By Isabelle Lundin, Oakland University
Transcript of the Poem
I will never know the generational and cultural trauma that you
Your family
Your generations upon generations have known
But I do know what it’s like to be told you are not beautiful.
Rhetoric can be a dangerous battlefield of ‘capture the flag.’
It can manipulate, building upon its own Kairos
So the effect no longer becomes a conscious change of heart,
But instead is unquestioned, unchallenged complacency.
So for your beauty, your worth, to be so inextricably tied to one, singular ideal
An ideal that has been
Inoculated
Inundated
Into the very fiber of your culture
From unchecked rhetorical power
Hurts me too.
To be told, “you are not beautiful”
For reasons you yourself do not understand is painful.
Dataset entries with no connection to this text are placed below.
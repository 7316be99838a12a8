use std::fs;
use std::io::Write;
use std::path::{Path, PathBuf};
use tracing::{info, warn};

use crate::error::{PipelineError, Result};
use crate::report::Document;

/// Destination for a finished report.
pub trait DocumentWriter {
    fn write(&mut self, document: &Document) -> Result<()>;
}

/// Writes the HTML report to a file, all or nothing.
///
/// Content goes to a sibling temporary file that is renamed over the
/// destination once fully written.
pub struct FileWriter {
    path: PathBuf,
}

impl FileWriter {
    pub fn new(path: impl Into<PathBuf>) -> Self {
        Self { path: path.into() }
    }

    pub fn path(&self) -> &Path {
        &self.path
    }

    fn temp_path(&self) -> PathBuf {
        let mut name = self
            .path
            .file_name()
            .map(|n| n.to_os_string())
            .unwrap_or_else(|| "report.html".into());
        name.push(".tmp");
        self.path.with_file_name(name)
    }

    fn write_error(&self, source: std::io::Error) -> PipelineError {
        PipelineError::Write {
            path: self.path.clone(),
            source,
        }
    }
}

impl DocumentWriter for FileWriter {
    fn write(&mut self, document: &Document) -> Result<()> {
        let html = document.to_html();
        let temp_path = self.temp_path();

        let written = fs::File::create(&temp_path).and_then(|mut file| {
            file.write_all(html.as_bytes())?;
            file.sync_all()
        });
        let renamed = written.and_then(|_| fs::rename(&temp_path, &self.path));

        if let Err(e) = renamed {
            if let Err(cleanup) = fs::remove_file(&temp_path) {
                if cleanup.kind() != std::io::ErrorKind::NotFound {
                    warn!(component = "writer", path = ?temp_path, error = %cleanup, "Failed to remove temporary file");
                }
            }
            return Err(self.write_error(e));
        }

        info!(
            action = "complete",
            component = "writer",
            path = ?self.path,
            bytes = html.len(),
            "Report written"
        );
        Ok(())
    }
}

/// Writes the HTML report to any byte stream, e.g. stdout.
pub struct StreamWriter<W> {
    inner: W,
}

impl<W: Write> StreamWriter<W> {
    pub fn new(inner: W) -> Self {
        Self { inner }
    }

    pub fn into_inner(self) -> W {
        self.inner
    }
}

impl<W: Write> DocumentWriter for StreamWriter<W> {
    fn write(&mut self, document: &Document) -> Result<()> {
        let html = document.to_html();
        self.inner
            .write_all(html.as_bytes())
            .and_then(|_| self.inner.flush())
            .map_err(|source| PipelineError::Write {
                path: PathBuf::from("-"),
                source,
            })
    }
}
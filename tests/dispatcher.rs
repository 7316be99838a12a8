// Integration tests for the parallel dispatcher.
//
// Completion order is scrambled with per-record sleeps so that workers finish
// out of sequence; output must still follow input order.

use std::thread;
use std::time::Duration;

use postlens::dispatcher::{analyze_all, analyze_all_with, DispatchConfig, Strictness};
use postlens::{analyze, PipelineError, Record};

fn records(ids: &[i64]) -> Vec<Record> {
    ids.iter()
        .map(|&id| Record::new(id, format!("Title {id}"), format!("body of record {id}")))
        .collect()
}

fn config(workers: usize, strictness: Strictness) -> DispatchConfig {
    DispatchConfig {
        workers: Some(workers),
        strictness,
    }
}

// ============================================================
// Order preservation
// ============================================================

#[test]
fn output_follows_input_order_under_jitter() {
    let input = records(&[5, 2, 9, 1]);
    // Earlier records sleep longer, so they finish last
    let batch = analyze_all_with(&input, &config(4, Strictness::Strict), |record| {
        let delay = match record.id {
            5 => 60,
            2 => 40,
            9 => 20,
            _ => 0,
        };
        thread::sleep(Duration::from_millis(delay));
        analyze(record)
    })
    .unwrap();

    let ids: Vec<i64> = batch.results.iter().map(|r| r.id).collect();
    assert_eq!(ids, vec![5, 2, 9, 1]);
    assert!(batch.skipped.is_empty());
}

#[test]
fn many_records_keep_their_positions() {
    let ids: Vec<i64> = (0..200).map(|i| (i * 37) % 211).collect();
    let input = records(&ids);
    let batch = analyze_all_with(&input, &config(8, Strictness::Strict), |record| {
        thread::sleep(Duration::from_micros((record.id % 7) as u64 * 100));
        analyze(record)
    })
    .unwrap();

    let out: Vec<i64> = batch.results.iter().map(|r| r.id).collect();
    assert_eq!(out, ids);
}

#[test]
fn parallel_results_match_sequential_analysis() {
    let input = records(&[3, 1, 4, 1, 5, 9, 2, 6]);
    let batch = analyze_all(&input, &DispatchConfig::default()).unwrap();
    let sequential: Vec<_> = input.iter().map(|r| analyze(r).unwrap()).collect();
    assert_eq!(batch.results, sequential);
}

// ============================================================
// Failure handling
// ============================================================

fn with_missing_body(ids: &[i64], broken: i64) -> Vec<Record> {
    let mut input = records(ids);
    for record in &mut input {
        if record.id == broken {
            record.body = None;
        }
    }
    input
}

#[test]
fn strict_mode_fails_whole_batch_with_record_id() {
    let input = with_missing_body(&[10, 20, 30], 20);
    let err = analyze_all(&input, &config(2, Strictness::Strict)).unwrap_err();
    assert_eq!(err.record_id(), Some(20));
    assert!(matches!(
        err,
        PipelineError::InvalidRecord { field: "body", .. }
    ));
}

#[test]
fn strict_mode_reports_earliest_failure() {
    let mut input = with_missing_body(&[1, 2, 3, 4], 4);
    input[1].title = None;
    // Make the later failure finish first
    let err = analyze_all_with(&input, &config(4, Strictness::Strict), |record| {
        if record.id == 2 {
            thread::sleep(Duration::from_millis(50));
        }
        analyze(record)
    })
    .unwrap_err();
    assert_eq!(err.record_id(), Some(2));
}

#[test]
fn lenient_mode_skips_and_reports() {
    let input = with_missing_body(&[7, 8, 9], 8);
    let batch = analyze_all(&input, &config(3, Strictness::Lenient)).unwrap();

    let ids: Vec<i64> = batch.results.iter().map(|r| r.id).collect();
    assert_eq!(ids, vec![7, 9]);
    assert_eq!(batch.skipped.len(), 1);
    assert_eq!(batch.skipped[0].id, 8);
    assert!(matches!(
        batch.skipped[0].error,
        PipelineError::InvalidRecord { id: 8, .. }
    ));
}

#[test]
fn no_result_is_dropped_or_duplicated() {
    let input = records(&[1, 2, 3, 4, 5, 6, 7, 8, 9, 10]);
    let batch = analyze_all(&input, &config(3, Strictness::Lenient)).unwrap();
    assert_eq!(batch.results.len(), input.len());
    let ids: Vec<i64> = batch.results.iter().map(|r| r.id).collect();
    assert_eq!(ids, (1..=10).collect::<Vec<i64>>());
    assert!(batch.skipped.is_empty());
}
I understand this in the smallest of ways.
From being redhaired and chubby throughout middle school
Tangled amongst my braces and my desire to learn
I could not be pretty if I wanted to be smart.
In fact, I wasn’t pretty to begin with
So I’m better off being smart.
In a small, incomparable way, I hear you, sister.
To have your own beauty defined for you
Deemed as beautiful or not from some intangible, invisible authority
Beyond our control
Will never not be painful.
But you are brave because you challenge this authority.
You demand, you question
You discover how it became this way
You fight against complacency and acceptance
And search for answers, for reasons, for history.
And you found it:
The rhetorical, ethical, moral injustices from long ago have left too large an imprint.
You are brave and you are beautiful.
Good rhetoric challenges other rhetoric:
It seeks to understand why some rhetoric is beautiful and why some isn’t.
And by illuminating this ugliness
You have only magnified your beauty
A beauty that was never missing from the start.